Posted on: April 18th, 2012 by Nalini

This post by Arogya World Founder and CEO Nalini Saligram was originally published on the 1,000 Days blog.

We know that the right nutrition from pregnancy to a child’s 2nd birthday (the 1,000 day window made popular by the 1000 Days partnership) can have “a profound impact on a child’s ability to grow, learn, and rise out of poverty.” Many scholars now agree that we can influence the life-long health of the child, and even prevent chronic diseases, by intervening during this period.

We are all aware of the incredible benefits of healthy pregnancies in the short-term – how they save lives, enable women to survive childbirth, and help children survive past age 5.  The global health world is consumed with finding innovative ways to educate women about healthy pregnancies, to persuade women to give birth in a health center, and to demonstrate to parents the powers of vaccination. And it’s working. We salute the successes in global health that have brought under-5 childhood mortality down from 12.5 million in 1990 to 8.8 million in 2008. Millennium Development Goal #4, reducing child mortality by two thirds between 1990 and 2015, is not out of reach.

It’s the long-term health benefits from healthy pregnancies I find intriguing.  There is growing evidence that poor maternal nutrition during pregnancy, and low birth weight, can predispose the baby to develop chronic diseases later in life. By chronic diseases, I refer to the four most prevalent chronic non-communicable diseases (NCDs) – cardiovascular disease, diabetes, cancer and chronic respiratory disease.

In 1989, David Barker discovered the relationship between birth weight and the lifetime risk for coronary heart disease. He showed that the lower the weight of a baby at birth and during infancy, the higher the risk for coronary heart disease in later life. Later studies showed that low birth weight is associated with an increased risk of hypertension, stroke and type 2 diabetes. Peter Gluckman, Mark Hanson, Terrence Forrester and their colleagues who argue eloquently for the developmental origins of health and disease, posit that early epigenetic influences can dictate whether a child gets NCDs later in life.

Many of us in the global health community believe that aggressively strengthening ongoing maternal and child health programs would be a powerful way to save lives while simultaneously reducing one of the biggest health and development challenges of the century – NCDs. We appeal to global health practitioners to emphasize one clear message as they rally health workers around the world to engage with pregnant women – Eating right and having a normal birth weight baby could give your child the best start in life, by preventing NCDs 30 years later. Pretty appealing, don’t you think?

We appeal to all global health advocates to help the next generation come into the world without an elevated risk for developing NCDs like heart disease and diabetes later in life. Concerted global action around this effort is urgently needed, and we must not think of NCD prevention as a separate silo – it is an integral part of maternal and child health.

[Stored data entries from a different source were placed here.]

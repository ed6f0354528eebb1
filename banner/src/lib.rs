/*
    Copyright (C) 2025 bugo07
    Released under EUPL 1.2 License
*/

//! Banner frame files: one animation frame per file, ready to be blitted.
//!
//! A frame file is a 16-byte header followed by `width * height` packed
//! pixels:
//!
//! | offset | size | contents                          |
//! |--------|------|-----------------------------------|
//! | 0      | 4    | magic `BANN`                      |
//! | 4      | 4    | width, u32 little-endian          |
//! | 8      | 4    | height, u32 little-endian         |
//! | 12     | 4    | delay in ms, u32 little-endian    |
//! | 16     | 4wh  | pixels, `(A<<24)|(R<<16)|(G<<8)|B` each stored little-endian |
//!
//! Pixels are row-major, top-left first. An animation is a directory of
//! `banner_frame_000.bin`, `banner_frame_001.bin`, ... with no gaps.

pub mod error;
pub mod frame;
pub mod header;
pub mod limits;
pub mod player;
pub mod set;

pub use error::{BannerError, BannerResult};
pub use frame::{BannerFrame, pack_pixel, unpack_pixel};
pub use header::{BannerHeader, MAGIC};
pub use limits::Limits;
pub use player::Banner;
pub use set::{frame_file_name, load_frame_set};
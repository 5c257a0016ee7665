//! Intra-route 2-opt improvement.
//!
//! # Algorithm
//!
//! For each pair of positions `(i, j)` with `1 <= i < n - 2`, `i + 1 < j < n`,
//! reverse the segment `route[i..=j]` and keep the reversal if the full
//! round-trip distance (depot legs included) strictly decreases. The first
//! stop and adjacent pairs are never reversed. Accepted reversals take effect
//! immediately for the rest of the pass. Passes repeat until one makes no
//! improvement or the [`ImprovementBudget`] runs out.
//!
//! Routes with fewer than four stops are returned unchanged.
//!
//! # Complexity
//!
//! O(n²) candidate moves per pass, each costing an O(n) route evaluation.
//!
//! # Reference
//!
//! Croes, G.A. (1958). "A method for solving traveling salesman problems",
//! *Operations Research* 6(6), 791-812.

use std::time::{Duration, Instant};

use serde::{Deserialize, Serialize};
use tracing::debug;

use crate::distance::DistanceMatrix;
use crate::evaluation::route_distance;

/// Limits on how long 2-opt may keep searching.
///
/// When a limit is hit the best route found so far is returned.
#[derive(Debug, Clone, Copy, PartialEq, Eq, Serialize, Deserialize)]
#[serde(rename_all = "camelCase", default)]
pub struct ImprovementBudget {
    /// Maximum number of full passes; `None` runs to a local optimum.
    pub max_passes: Option<usize>,
    /// Wall-clock limit in milliseconds; `None` for no limit.
    pub time_limit_ms: Option<u64>,
}

impl Default for ImprovementBudget {
    fn default() -> Self {
        Self {
            max_passes: Some(1000),
            time_limit_ms: None,
        }
    }
}

impl ImprovementBudget {
    /// A budget with no limits.
    pub fn unlimited() -> Self {
        Self {
            max_passes: None,
            time_limit_ms: None,
        }
    }

    /// Sets the pass limit.
    pub fn with_max_passes(mut self, passes: usize) -> Self {
        self.max_passes = Some(passes);
        self
    }

    /// Sets the wall-clock limit.
    pub fn with_time_limit(mut self, limit: Duration) -> Self {
        self.time_limit_ms = Some(u64::try_from(limit.as_millis()).unwrap_or(u64::MAX));
        self
    }

    /// Wall-clock limit, if any.
    pub fn time_limit(&self) -> Option<Duration> {
        self.time_limit_ms.map(Duration::from_millis)
    }
}

/// Result of a 2-opt run.
#[derive(Debug, Clone, PartialEq)]
pub struct ImprovementOutcome {
    /// Improved visiting sequence.
    pub route: Vec<usize>,
    /// Round-trip distance of `route`.
    pub distance: f64,
    /// Full or partial passes performed.
    pub passes: usize,
    /// `true` if a local optimum was reached, `false` if the budget ran out.
    pub converged: bool,
}

/// Applies 2-opt improvement to a single route.
///
/// The route is assumed to start and end at `depot`. Never returns a route
/// longer than the input.
///
/// # Arguments
///
/// * `route` - Ordered stop indices (excluding depot)
/// * `depot` - Depot location index
/// * `distances` - Distance matrix
/// * `budget` - Pass and time limits
///
/// # Examples
///
/// ```
/// use u_tourplan::models::Coordinate;
/// use u_tourplan::distance::DistanceMatrix;
/// use u_tourplan::evaluation::route_distance;
/// use u_tourplan::local_search::{two_opt_improve, ImprovementBudget};
///
/// let dm = DistanceMatrix::from_coordinates(&[
///     Coordinate::new(0.0, 0.0),
///     Coordinate::new(0.0, 0.1),
///     Coordinate::new(0.1, 0.1),
///     Coordinate::new(0.1, 0.2),
///     Coordinate::new(0.0, 0.2),
/// ]);
/// let start = [1, 3, 2, 4];
/// let out = two_opt_improve(&start, 0, &dm, &ImprovementBudget::default());
/// assert!(out.converged);
/// assert!(out.distance < route_distance(&start, 0, &dm));
/// ```
pub fn two_opt_improve(
    route: &[usize],
    depot: usize,
    distances: &DistanceMatrix,
    budget: &ImprovementBudget,
) -> ImprovementOutcome {
    let mut best = route.to_vec();
    let mut best_dist = route_distance(&best, depot, distances);
    let n = best.len();

    if n < 4 {
        return ImprovementOutcome {
            route: best,
            distance: best_dist,
            passes: 0,
            converged: true,
        };
    }

    let started = Instant::now();
    let deadline = budget.time_limit().map(|limit| started + limit);
    let out_of_time = || deadline.is_some_and(|d| Instant::now() >= d);
    let mut passes = 0;

    let converged = loop {
        if budget.max_passes.is_some_and(|max| passes >= max) || out_of_time() {
            break false;
        }
        passes += 1;
        let mut improved = false;
        let mut interrupted = false;

        'pass: for i in 1..n - 2 {
            if out_of_time() {
                interrupted = true;
                break 'pass;
            }
            for j in i + 2..n {
                best[i..=j].reverse();
                let candidate = route_distance(&best, depot, distances);
                if candidate < best_dist {
                    best_dist = candidate;
                    improved = true;
                } else {
                    best[i..=j].reverse();
                }
            }
        }

        debug!(pass = passes, distance = best_dist, improved, "2-opt pass");

        if interrupted {
            break false;
        }
        if !improved {
            break true;
        }
    };

    ImprovementOutcome {
        route: best,
        distance: best_dist,
        passes,
        converged,
    }
}

#[cfg(test)]
mod tests {
    use super::*;
    use crate::models::Coordinate;

    /// Depot plus the four corners of a small square.
    fn square() -> DistanceMatrix {
        DistanceMatrix::from_coordinates(&[
            Coordinate::new(0.0, 0.0),
            Coordinate::new(0.0, 0.1),
            Coordinate::new(0.1, 0.1),
            Coordinate::new(0.1, 0.2),
            Coordinate::new(0.0, 0.2),
        ])
    }

    #[test]
    fn test_2opt_short_routes_unchanged() {
        let dm = square();
        for route in [vec![], vec![2], vec![3, 1], vec![3, 1, 2]] {
            let out = two_opt_improve(&route, 0, &dm, &ImprovementBudget::default());
            assert_eq!(out.route, route);
            assert_eq!(out.passes, 0);
            assert!(out.converged);
        }
    }

    #[test]
    fn test_2opt_single_customer_distance() {
        let dm = square();
        let out = two_opt_improve(&[2], 0, &dm, &ImprovementBudget::default());
        assert!((out.distance - 2.0 * dm.get(0, 2)).abs() < 1e-12);
    }

    #[test]
    fn test_2opt_improves_crossing() {
        let dm = square();
        let start = vec![1, 3, 2, 4];
        let out = two_opt_improve(&start, 0, &dm, &ImprovementBudget::default());
        // With four stops the only candidate move reverses stops 2..=4.
        assert_eq!(out.route, vec![1, 4, 2, 3]);
        assert!(out.converged);
        assert_eq!(out.passes, 2);
    }

    #[test]
    fn test_2opt_local_optimum_is_stable() {
        let dm = square();
        let first = two_opt_improve(&[1, 3, 2, 4], 0, &dm, &ImprovementBudget::default());
        let again = two_opt_improve(&first.route, 0, &dm, &ImprovementBudget::default());
        assert_eq!(again.route, first.route);
        assert_eq!(again.passes, 1);
        assert!(again.converged);
    }

    #[test]
    fn test_2opt_keeps_first_stop() {
        let dm = square();
        let out = two_opt_improve(&[3, 1, 4, 2], 0, &dm, &ImprovementBudget::unlimited());
        assert_eq!(out.route[0], 3);
    }

    #[test]
    fn test_2opt_pass_limit() {
        let dm = square();
        let budget = ImprovementBudget::unlimited().with_max_passes(0);
        let out = two_opt_improve(&[1, 3, 2, 4], 0, &dm, &budget);
        assert_eq!(out.route, vec![1, 3, 2, 4]);
        assert_eq!(out.passes, 0);
        assert!(!out.converged);
    }

    #[test]
    fn test_2opt_zero_time_limit() {
        let dm = square();
        let budget = ImprovementBudget::unlimited().with_time_limit(Duration::ZERO);
        let start = [1, 3, 2, 4];
        let out = two_opt_improve(&start, 0, &dm, &budget);
        assert!(!out.converged);
        assert!(out.distance <= route_distance(&start, 0, &dm));
    }

    #[test]
    fn test_2opt_does_not_worsen() {
        let dm = DistanceMatrix::from_coordinates(&[
            Coordinate::new(52.50, 13.40),
            Coordinate::new(52.45, 13.30),
            Coordinate::new(52.55, 13.50),
            Coordinate::new(52.45, 13.50),
            Coordinate::new(52.55, 13.30),
            Coordinate::new(52.60, 13.40),
        ]);
        let initial = vec![1, 2, 3, 4, 5];
        let initial_dist = route_distance(&initial, 0, &dm);
        let out = two_opt_improve(&initial, 0, &dm, &ImprovementBudget::default());
        assert!(out.distance <= initial_dist);
        let mut sorted = out.route.clone();
        sorted.sort_unstable();
        assert_eq!(sorted, initial);
    }

    #[test]
    fn test_budget_serde_defaults() {
        let b: ImprovementBudget = serde_json::from_str("{}").expect("valid");
        assert_eq!(b, ImprovementBudget::default());
        let b: ImprovementBudget =
            serde_json::from_str(r#"{"maxPasses": null, "timeLimitMs": 50}"#).expect("valid");
        assert_eq!(b.max_passes, None);
        assert_eq!(b.time_limit(), Some(Duration::from_millis(50)));
    }
}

We must all work together to deliver a healthy, sustainable world. A world where women don’t die in childbirth, and where children grow up healthy is a world that is truly a better world for the next generation. In the spirit of Rio+20, and the global dialogue on sustainability, this is our generation’s responsibility, and our children’s right. We can and we must reach across different global health disciplines, work together to integrate NCD prevention into maternal and child health, and deliver a healthy future for our children.